A chuva, ainda hoje, é o grande dificultador da mineração a céu aberto. No momento em que corta o pneu, há risco de desabamentos, é um momento extremamente difícil. E quando a mina é nova, da, na abertura de mina a situação é mais difícil ainda.
P/1 – Nessa época o senhor trabalhava na mina?
R – Trabalhei na mina. Estive lá na mina também, na mina de Saiuá.
P/1 – E nesse período, retomando um pouquinho, o senhor saiu de Itajaí e foi pra Itaú?

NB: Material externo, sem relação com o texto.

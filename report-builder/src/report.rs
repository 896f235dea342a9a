// Copyright (c) The nextest Contributors
// SPDX-License-Identifier: MIT OR Apache-2.0

use crate::errors::ResultParseError;
use std::{fmt, ops::AddAssign, str::FromStr, time::Duration};

/// The root of a reconstructed report: every package flushed by a
/// [`ReportBuilder`](crate::ReportBuilder), in flush order.
#[derive(Clone, Debug, Default, PartialEq)]
pub struct Report {
    /// The packages contained in this report.
    ///
    /// Packages are never merged or deduplicated by name.
    pub packages: Vec<Package>,
}

impl Report {
    /// Returns true if every package in this report is successful.
    pub fn is_successful(&self) -> bool {
        self.packages.iter().all(|package| package.is_successful())
    }

    /// Returns the result counts summed over all packages.
    pub fn result_counts(&self) -> ResultCounts {
        let mut counts = ResultCounts::default();
        for package in &self.packages {
            counts += package.result_counts();
        }
        counts
    }
}

/// A single package: the tests, benchmarks and unattributed output observed between two package
/// boundaries.
#[derive(Clone, Debug, PartialEq)]
pub struct Package {
    /// The name of this package.
    pub name: String,

    /// The time taken by the package, as reported by the package boundary event.
    pub duration: Duration,

    /// The tests in this package, in the order they were created.
    pub tests: Vec<Test>,

    /// The benchmarks in this package, in the order they were recorded.
    pub benchmarks: Vec<Benchmark>,

    /// Output lines that could not be attributed to a test.
    pub output: Vec<String>,
}

impl Package {
    /// Creates a new, empty `Package`.
    pub fn new(name: impl Into<String>, duration: Duration) -> Self {
        Self {
            name: name.into(),
            duration,
            tests: vec![],
            benchmarks: vec![],
            output: vec![],
        }
    }

    /// Returns true if no test in this package failed or ended with an unknown result.
    ///
    /// Tests that never ended do not count against the package.
    pub fn is_successful(&self) -> bool {
        let counts = self.result_counts();
        counts.failed == 0 && counts.unknown == 0
    }

    /// Counts the tests in this package by result.
    pub fn result_counts(&self) -> ResultCounts {
        let mut counts = ResultCounts {
            benchmarks: self.benchmarks.len(),
            ..Default::default()
        };
        for test in &self.tests {
            match test.result {
                Some(TestResult::Pass) => counts.passed += 1,
                Some(TestResult::Fail) => counts.failed += 1,
                Some(TestResult::Skip) => counts.skipped += 1,
                Some(TestResult::Unknown) => counts.unknown += 1,
                None => counts.unfinished += 1,
            }
        }
        counts
    }
}

/// Per-result counts for a package or a whole report.
#[derive(Clone, Copy, Debug, Default, Eq, PartialEq)]
pub struct ResultCounts {
    /// Tests that passed.
    pub passed: usize,

    /// Tests that failed.
    pub failed: usize,

    /// Tests that were skipped.
    pub skipped: usize,

    /// Tests that ended with an unrecognized result.
    pub unknown: usize,

    /// Tests that were started but never ended.
    pub unfinished: usize,

    /// Benchmarks recorded.
    pub benchmarks: usize,
}

impl ResultCounts {
    /// The total number of tests, excluding benchmarks.
    pub fn tests(&self) -> usize {
        self.passed + self.failed + self.skipped + self.unknown + self.unfinished
    }
}

impl AddAssign for ResultCounts {
    fn add_assign(&mut self, other: Self) {
        self.passed += other.passed;
        self.failed += other.failed;
        self.skipped += other.skipped;
        self.unknown += other.unknown;
        self.unfinished += other.unfinished;
        self.benchmarks += other.benchmarks;
    }
}

/// A single test.
#[derive(Clone, Debug, PartialEq)]
pub struct Test {
    /// The name of the test.
    pub name: String,

    /// The result of the test, or `None` if no end event has been seen for it.
    pub result: Option<TestResult>,

    /// The time it took to execute this test. Zero until the test ends.
    pub duration: Duration,

    /// Output lines attributed to this test, in the order they were received.
    pub output: Vec<String>,
}

impl Test {
    /// Creates a new open test.
    pub fn new(name: impl Into<String>) -> Self {
        Self {
            name: name.into(),
            result: None,
            duration: Duration::ZERO,
            output: vec![],
        }
    }

    /// Returns true if this test has not ended yet.
    pub fn is_open(&self) -> bool {
        self.result.is_none()
    }

    /// Sets the result and duration of this test.
    pub fn set_result(&mut self, result: TestResult, duration: Duration) -> &mut Self {
        self.result = Some(result);
        self.duration = duration;
        self
    }

    /// Appends a line of output.
    pub fn add_output(&mut self, line: impl Into<String>) -> &mut Self {
        self.output.push(line.into());
        self
    }
}

/// A single benchmark.
///
/// Benchmarks are complete as soon as they are recorded: there is no separate end event.
#[derive(Clone, Debug, PartialEq)]
pub struct Benchmark {
    /// The name of the benchmark.
    pub name: String,

    /// The result of the benchmark. Always [`TestResult::Pass`] for recorded benchmarks.
    pub result: TestResult,

    /// The number of iterations run.
    pub iterations: u64,

    /// Nanoseconds per iteration.
    pub ns_per_op: f64,

    /// Throughput, in megabytes per second.
    pub mb_per_sec: f64,

    /// Bytes allocated per iteration.
    pub bytes_per_op: u64,

    /// Allocations per iteration.
    pub allocs_per_op: u64,
}

impl Benchmark {
    /// Creates a new passing benchmark with all measurements set to zero.
    pub fn new(name: impl Into<String>) -> Self {
        Self {
            name: name.into(),
            result: TestResult::Pass,
            iterations: 0,
            ns_per_op: 0.0,
            mb_per_sec: 0.0,
            bytes_per_op: 0,
            allocs_per_op: 0,
        }
    }

    /// Sets the number of iterations.
    pub fn set_iterations(&mut self, iterations: u64) -> &mut Self {
        self.iterations = iterations;
        self
    }

    /// Sets the time per iteration, in nanoseconds.
    pub fn set_ns_per_op(&mut self, ns_per_op: f64) -> &mut Self {
        self.ns_per_op = ns_per_op;
        self
    }

    /// Sets the throughput, in megabytes per second.
    pub fn set_mb_per_sec(&mut self, mb_per_sec: f64) -> &mut Self {
        self.mb_per_sec = mb_per_sec;
        self
    }

    /// Sets the bytes allocated per iteration.
    pub fn set_bytes_per_op(&mut self, bytes_per_op: u64) -> &mut Self {
        self.bytes_per_op = bytes_per_op;
        self
    }

    /// Sets the allocations per iteration.
    pub fn set_allocs_per_op(&mut self, allocs_per_op: u64) -> &mut Self {
        self.allocs_per_op = allocs_per_op;
        self
    }
}

/// The outcome of a test.
#[derive(Clone, Copy, Debug, Eq, Hash, PartialEq)]
pub enum TestResult {
    /// The test passed.
    Pass,

    /// The test failed.
    Fail,

    /// The test was skipped.
    Skip,

    /// The test ended with a result token that wasn't recognized.
    Unknown,
}

impl TestResult {
    /// Returns the known result tokens.
    pub fn variants() -> &'static [&'static str] {
        &["PASS", "FAIL", "SKIP"]
    }

    /// Returns true if this result is a failure or unknown.
    pub fn is_failure(self) -> bool {
        matches!(self, TestResult::Fail | TestResult::Unknown)
    }
}

impl FromStr for TestResult {
    type Err = ResultParseError;

    fn from_str(s: &str) -> Result<Self, Self::Err> {
        match s {
            "PASS" => Ok(TestResult::Pass),
            "FAIL" => Ok(TestResult::Fail),
            "SKIP" => Ok(TestResult::Skip),
            other => Err(ResultParseError::new(other)),
        }
    }
}

impl fmt::Display for TestResult {
    fn fmt(&self, f: &mut fmt::Formatter<'_>) -> fmt::Result {
        match self {
            TestResult::Pass => write!(f, "PASS"),
            TestResult::Fail => write!(f, "FAIL"),
            TestResult::Skip => write!(f, "SKIP"),
            TestResult::Unknown => write!(f, "UNKNOWN"),
        }
    }
}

R – Inicialmente, Itaú do Paraná.
P/1 – Curitiba?
R – É, já naquela época estava sob administração direta da Cimento Rio Branco. Embora preservasse o nome Itaú ainda, a administração era da Rio Branco.
P/1 – E como foi esse período na Itaú?
R – Ah! Foi um período interessante porque foi o momento em que eu tomei contato com o processo de via seca, fabricação de cimento que eu não conhecia. Já conhecia de literatura, conhecia de ter visto, visitado fábricas, mas não no dia a dia. Foi também um momento de grandes desafios, porque com [a] crise energética que nós vivenciávamos naquela época, nós tivemos que usar carvões do Rio Grande do Sul, carvões de baixíssimo teor - o chamado carvão da Caebe 3300. Era um carvão com um teor de cinza muito elevado, vinha pra fábrica em grandes blocos e impunha uma dificuldade de manuseio, de utilização muito grande. Foi um desafio incrível que a Votorantim venceu naquela época e a utilização desse carvão trouxe uns resultados muito interessantes pra empresa. Embora tenha causado inicialmente, pelo menos, dificuldades de processo, e dificuldades muito grandes, foram vencidas.

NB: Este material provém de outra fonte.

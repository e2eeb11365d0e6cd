//! MPI backend for the messaging boundary.
//!
//! Requires the `mpi` feature flag and an MPI installation. The caller
//! initializes MPI and keeps the `Universe` alive for as long as any
//! `MpiComm` exists:
//!
//! ```ignore
//! let universe = mpi::initialize().expect("MPI init failed");
//! let world = MpiComm::world();
//! ```
//!
//! An `MpiComm` holds no MPI handle. Every operation goes through the world
//! communicator of the calling thread; a derived communicator is a list of
//! world ranks plus a context number that is folded into the message tag.
//! Tags therefore need an MPI implementation whose `MPI_TAG_UB` is
//! `2^31 - 1`, as Open MPI and MPICH provide.

use super::Communicator;
use crate::error::{CoreError, Result};
use mpi::topology::SimpleCommunicator;
use mpi::traits::{Communicator as _, Destination as _, Source as _};
use std::sync::atomic::{AtomicU32, Ordering};
use std::sync::Arc;

/// Bits of an MPI tag that carry the caller's tag.
const TAG_BITS: u32 = 16;
/// Contexts must fit the 31-bit tag next to the tag and the control bit.
const MAX_CONTEXT: u32 = (1 << (31 - TAG_BITS - 1)) - 1;

/// Control-channel tag of the all-gather that splits are built on.
const CONTROL_GATHER: u32 = 0;

/// Lowest context number this process has not used yet.
static NEXT_CONTEXT: AtomicU32 = AtomicU32::new(1);

#[derive(Debug, Clone)]
pub struct MpiComm {
    /// World rank of every member, in rank order.
    members: Arc<[i32]>,
    rank: usize,
    context: u32,
}

impl MpiComm {
    pub fn world() -> Self {
        let world = SimpleCommunicator::world();
        Self {
            members: (0..world.size()).collect(),
            rank: world.rank() as usize,
            context: 0,
        }
    }

    fn check_peer(&self, peer: usize) -> Result<()> {
        if peer >= self.members.len() {
            return Err(CoreError::InvalidRank {
                rank: peer,
                size: self.members.len(),
            });
        }
        Ok(())
    }

    fn post(&self, dest: usize, tag: u32, control: bool, data: &[u8]) -> Result<()> {
        self.check_peer(dest)?;
        let tag = encode_tag(self.context, control, tag)?;
        SimpleCommunicator::world()
            .process_at_rank(self.members[dest])
            .send_with_tag(data, tag);
        Ok(())
    }

    fn take(&self, source: usize, tag: u32, control: bool) -> Result<Vec<u8>> {
        self.check_peer(source)?;
        let tag = encode_tag(self.context, control, tag)?;
        let (data, _status) = SimpleCommunicator::world()
            .process_at_rank(self.members[source])
            .receive_vec_with_tag::<u8>(tag);
        Ok(data)
    }

    /// One split record per member, indexed by rank.
    fn exchange_records(&self, record: [u64; 4]) -> Result<Vec<[u64; 4]>> {
        self.all_gather_bytes(bytemuck::cast_slice(&record))?
            .into_iter()
            .enumerate()
            .map(|(peer, bytes)| {
                bytemuck::try_pod_read_unaligned(&bytes).map_err(|_| {
                    CoreError::MalformedMessage {
                        source_rank: peer,
                        tag: CONTROL_GATHER,
                        len: bytes.len(),
                        elem_size: std::mem::size_of::<[u64; 4]>(),
                    }
                })
            })
            .collect()
    }
}

fn encode_tag(context: u32, control: bool, tag: u32) -> Result<i32> {
    if tag >= 1 << TAG_BITS {
        return Err(CoreError::Comm(format!(
            "tag {} does not fit the MPI backend's {} tag bits",
            tag, TAG_BITS
        )));
    }
    if context > MAX_CONTEXT {
        return Err(CoreError::Comm(format!(
            "out of MPI communicator contexts ({} in use)",
            context
        )));
    }
    let encoded = (context << (TAG_BITS + 1)) | (u32::from(control) << TAG_BITS) | tag;
    i32::try_from(encoded).map_err(|_| CoreError::Comm(format!("tag {} out of range", encoded)))
}

impl Communicator for MpiComm {
    fn rank(&self) -> usize {
        self.rank
    }

    fn size(&self) -> usize {
        self.members.len()
    }

    fn duplicate(&self) -> Result<Box<dyn Communicator>> {
        self.split(Some(0), self.rank)?
            .ok_or_else(|| CoreError::Comm("duplicate produced no communicator".to_string()))
    }

    /// Every member proposes the lowest context it has not used; the group
    /// takes the largest proposal. Two communicators sharing a process thus
    /// never share a context, and disjoint colours may reuse one.
    fn split(&self, color: Option<u32>, key: usize) -> Result<Option<Box<dyn Communicator>>> {
        let record = [
            color.is_some() as u64,
            color.unwrap_or(0) as u64,
            key as u64,
            NEXT_CONTEXT.load(Ordering::Acquire) as u64,
        ];
        let records = self.exchange_records(record)?;
        let context = records.iter().map(|r| r[3]).max().unwrap_or(record[3]);
        let context = u32::try_from(context)
            .map_err(|_| CoreError::Comm(format!("context {} out of range", context)))?;
        NEXT_CONTEXT.fetch_max(context.saturating_add(1), Ordering::AcqRel);

        let Some(color) = color else {
            return Ok(None);
        };
        let mut members: Vec<(u64, usize)> = records
            .iter()
            .enumerate()
            .filter(|(_, r)| r[0] == 1 && r[1] == color as u64)
            .map(|(rank, r)| (r[2], rank))
            .collect();
        members.sort_unstable();
        let rank = members
            .iter()
            .position(|&(_, rank)| rank == self.rank)
            .ok_or_else(|| CoreError::Comm("split lost the calling rank".to_string()))?;
        log::trace!(
            "MPI split ctx {} -> ctx {} (color {}, rank {}/{})",
            self.context,
            context,
            color,
            rank,
            members.len()
        );
        Ok(Some(Box::new(MpiComm {
            members: members.iter().map(|&(_, r)| self.members[r]).collect(),
            rank,
            context,
        })))
    }

    fn send_bytes(&self, dest: usize, tag: u32, data: &[u8]) -> Result<()> {
        self.post(dest, tag, false, data)
    }

    fn recv_bytes(&self, source: usize, tag: u32) -> Result<Vec<u8>> {
        self.take(source, tag, false)
    }

    fn processor_name(&self) -> Result<String> {
        mpi::environment::processor_name()
            .map_err(|e| CoreError::Comm(format!("MPI_Get_processor_name failed: {:?}", e)))
    }

    /// Funnels through rank 0, so no two members ever wait on each other's
    /// blocking sends.
    fn all_gather_bytes(&self, data: &[u8]) -> Result<Vec<Vec<u8>>> {
        if self.rank != 0 {
            self.post(0, CONTROL_GATHER, true, data)?;
            let lengths = self.take(0, CONTROL_GATHER, true)?;
            if lengths.len() % 8 != 0 {
                return Err(CoreError::MalformedMessage {
                    source_rank: 0,
                    tag: CONTROL_GATHER,
                    len: lengths.len(),
                    elem_size: 8,
                });
            }
            let lengths: Vec<u64> = lengths
                .chunks_exact(8)
                .map(bytemuck::pod_read_unaligned)
                .collect();
            let joined = self.take(0, CONTROL_GATHER, true)?;
            let mut parts = Vec::with_capacity(lengths.len());
            let mut offset = 0;
            for len in lengths {
                let end = offset.saturating_add(len as usize);
                let part = joined.get(offset..end).ok_or(CoreError::MalformedMessage {
                    source_rank: 0,
                    tag: CONTROL_GATHER,
                    len: joined.len(),
                    elem_size: 1,
                })?;
                parts.push(part.to_vec());
                offset = end;
            }
            return Ok(parts);
        }

        let parts = (0..self.members.len())
            .map(|peer| {
                if peer == 0 {
                    Ok(data.to_vec())
                } else {
                    self.take(peer, CONTROL_GATHER, true)
                }
            })
            .collect::<Result<Vec<_>>>()?;
        let lengths: Vec<u64> = parts.iter().map(|p| p.len() as u64).collect();
        let joined = parts.concat();
        for peer in 1..self.members.len() {
            self.post(peer, CONTROL_GATHER, true, bytemuck::cast_slice(&lengths))?;
            self.post(peer, CONTROL_GATHER, true, &joined)?;
        }
        Ok(parts)
    }
}

#[cfg(test)]
mod tests {
    use super::*;

    #[test]
    fn tags_keep_contexts_and_channels_apart() {
        let user = encode_tag(3, false, 7).unwrap();
        let control = encode_tag(3, true, 7).unwrap();
        let other_context = encode_tag(4, false, 7).unwrap();
        assert_ne!(user, control);
        assert_ne!(user, other_context);
        assert_eq!(encode_tag(0, false, 30_000).unwrap(), 30_000);
    }

    #[test]
    fn oversized_tags_and_contexts_are_rejected() {
        assert!(matches!(encode_tag(0, false, 1 << 16), Err(CoreError::Comm(_))));
        assert!(matches!(encode_tag(MAX_CONTEXT + 1, false, 0), Err(CoreError::Comm(_))));
        assert!(encode_tag(MAX_CONTEXT, true, (1 << 16) - 1).is_ok());
    }
}
//! # devshare core
//!
//! Collaborator boundaries shared by the rest of the workspace: the
//! messaging substrate, the device runtime, and the distributed CSR view
//! that callers hand their matrices over with.

pub mod comm;
pub mod context;
pub mod csr;
pub mod device;
pub mod error;

pub use comm::{CommExt, Communicator, ThreadComm};
pub use context::DeviceContext;
pub use csr::{CsrPartition, CsrView, DistributedMatrix, Triplet};
pub use device::{DeviceBinding, DeviceInventory, FixedInventory, WgpuInventory};
pub use error::{CoreError, Result};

P/1 – O senhor permaneceu por quanto tempo? O senhor era diretor também na Itaú?
R – Nesse momento, ainda era diretor, sim.

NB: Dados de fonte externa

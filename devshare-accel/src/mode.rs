use std::fmt;
use std::str::FromStr;
use thiserror::Error;

/// Where the accelerator keeps matrix and vector data.
#[derive(Debug, Clone, Copy, PartialEq, Eq, Hash)]
pub enum MemorySpace {
    Host,
    Device,
}

/// Storage precision of a floating point array.
#[derive(Debug, Clone, Copy, PartialEq, Eq, Hash)]
pub enum Precision {
    Double,
    Float,
}

/// Accelerator mode: memory space, vector precision, matrix precision.
/// Indices are always 32-bit.
///
/// The names follow the accelerator's own spelling, e.g. `dDFI` is device
/// memory, double vectors, float matrix, int indices.
#[allow(non_camel_case_types)]
#[derive(Debug, Clone, Copy, PartialEq, Eq, Hash)]
pub enum Mode {
    dDDI,
    dDFI,
    dFFI,
    hDDI,
    hDFI,
    hFFI,
}

#[derive(Error, Debug, Clone, PartialEq, Eq)]
#[error("Unrecognized accelerator mode '{0}' (expected one of dDDI, dDFI, dFFI, hDDI, hDFI, hFFI)")]
pub struct UnknownMode(pub String);

impl Mode {
    pub const ALL: [Mode; 6] = [
        Mode::dDDI,
        Mode::dDFI,
        Mode::dFFI,
        Mode::hDDI,
        Mode::hDFI,
        Mode::hFFI,
    ];

    pub fn memory_space(self) -> MemorySpace {
        match self {
            Mode::dDDI | Mode::dDFI | Mode::dFFI => MemorySpace::Device,
            Mode::hDDI | Mode::hDFI | Mode::hFFI => MemorySpace::Host,
        }
    }

    pub fn vector_precision(self) -> Precision {
        match self {
            Mode::dFFI | Mode::hFFI => Precision::Float,
            _ => Precision::Double,
        }
    }

    pub fn matrix_precision(self) -> Precision {
        match self {
            Mode::dDDI | Mode::hDDI => Precision::Double,
            _ => Precision::Float,
        }
    }

    pub fn as_str(self) -> &'static str {
        match self {
            Mode::dDDI => "dDDI",
            Mode::dDFI => "dDFI",
            Mode::dFFI => "dFFI",
            Mode::hDDI => "hDDI",
            Mode::hDFI => "hDFI",
            Mode::hFFI => "hFFI",
        }
    }
}

impl fmt::Display for Mode {
    fn fmt(&self, f: &mut fmt::Formatter<'_>) -> fmt::Result {
        f.write_str(self.as_str())
    }
}

impl FromStr for Mode {
    type Err = UnknownMode;

    fn from_str(s: &str) -> Result<Self, Self::Err> {
        Mode::ALL
            .into_iter()
            .find(|mode| mode.as_str() == s)
            .ok_or_else(|| UnknownMode(s.to_string()))
    }
}
use serde::{Deserialize, Serialize};
use std::path::Path;
use thiserror::Error;

/// Only configuration files of this version are understood.
pub const CONFIG_VERSION: u32 = 2;

#[derive(Error, Debug)]
pub enum ConfigError {
    #[error("Failed to read solver configuration: {0}")]
    Io(#[from] std::io::Error),

    #[error("Failed to parse solver configuration: {0}")]
    Parse(#[from] serde_json::Error),

    #[error("Unsupported configuration version {found} (expected {CONFIG_VERSION})")]
    UnsupportedVersion { found: u32 },

    #[error("Invalid solver parameter: {0}")]
    InvalidParameter(String),
}

/// How the residual norm is compared against the tolerance.
#[derive(Debug, Clone, Copy, PartialEq, Eq, Serialize, Deserialize, Default)]
#[serde(rename_all = "SCREAMING_SNAKE_CASE")]
pub enum Convergence {
    /// `||r_k|| <= tolerance`
    Absolute,
    /// `||r_k|| <= tolerance * ||r_0||`
    #[default]
    RelativeIni,
}

/// Parameters of the iterative solver.
#[derive(Debug, Clone, PartialEq, Serialize, Deserialize)]
#[serde(default)]
pub struct SolverParams {
    pub max_iters: usize,
    pub tolerance: f64,
    pub relaxation_factor: f64,
    pub monitor_residual: bool,
    pub store_res_history: bool,
    pub convergence: Convergence,
}

impl Default for SolverParams {
    fn default() -> Self {
        Self {
            max_iters: 1000,
            tolerance: 1e-10,
            relaxation_factor: 0.9,
            monitor_residual: true,
            store_res_history: true,
            convergence: Convergence::default(),
        }
    }
}

/// A solver configuration file.
///
/// ```json
/// { "config_version": 2,
///   "solver": { "max_iters": 200, "tolerance": 1e-8, "convergence": "ABSOLUTE" } }
/// ```
#[derive(Debug, Clone, PartialEq, Serialize, Deserialize)]
pub struct SolverConfig {
    pub config_version: u32,
    #[serde(default)]
    pub solver: SolverParams,
}

impl Default for SolverConfig {
    fn default() -> Self {
        Self {
            config_version: CONFIG_VERSION,
            solver: SolverParams::default(),
        }
    }
}

impl SolverConfig {
    pub fn from_json(json: &str) -> Result<Self, ConfigError> {
        let config: SolverConfig = serde_json::from_str(json)?;
        config.validate()?;
        Ok(config)
    }

    pub fn load(path: &Path) -> Result<Self, ConfigError> {
        let json = std::fs::read_to_string(path)?;
        Self::from_json(&json)
    }

    pub fn to_json(&self) -> Result<String, ConfigError> {
        Ok(serde_json::to_string_pretty(self)?)
    }

    fn validate(&self) -> Result<(), ConfigError> {
        if self.config_version != CONFIG_VERSION {
            return Err(ConfigError::UnsupportedVersion {
                found: self.config_version,
            });
        }
        let params = &self.solver;
        if params.tolerance.is_nan() || params.tolerance < 0.0 {
            return Err(ConfigError::InvalidParameter(format!(
                "tolerance must be non-negative, got {}",
                params.tolerance
            )));
        }
        if !(0.0..=2.0).contains(&params.relaxation_factor) || params.relaxation_factor == 0.0 {
            return Err(ConfigError::InvalidParameter(format!(
                "relaxation_factor must lie in (0, 2], got {}",
                params.relaxation_factor
            )));
        }
        Ok(())
    }
}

P/1 – E de lá o senhor foi...?
R – Fui pra mina da Rio Branco, estava em processo de treinamento. Estive trabalhando na Rio Branco no ano de 85 e foi um período de muito aprendizado. Eu estava trabalhando, nessa altura, com o engenheiro Vilar, que foi um grande orientador nesse período.
P/1 – Quais os grandes aprendizados nessa época?
R – Aprendizados?
P/1 – É.
R – Uma série de aprendizados, não só técnicos, porque a Rio Branco aquela época era - era e ainda é - detentora de grande conhecimento tecnológico. Também aprendizagem de vida, de comportamento, aprendizado de como vencer desafios. Foi um momento de muita transformação. Foi muito bom.
P/1 – O senhor se lembra das grandes transformações? O que houve? Como foi?
R – Sim. Foi um momento em que se começou, com muito vigor, a implantar automação nas indústrias de cimento. Essa automação provocou mudanças: mudanças de nível de qualificação funcional, de comportamento, tecnológicas. E foi um momento em que se passou a olhar com muito mais cuidado o mercado, o cliente, então houve uma série de mudanças, todas elas ocorrendo de forma simultânea.
Foi um momento e como hoje também continua, esse processo não tem fim. Mas foram mudanças muito rápidas. Adequação de quadro funcional.
P/1 – E nessa trajetória, depois da Rio Branco?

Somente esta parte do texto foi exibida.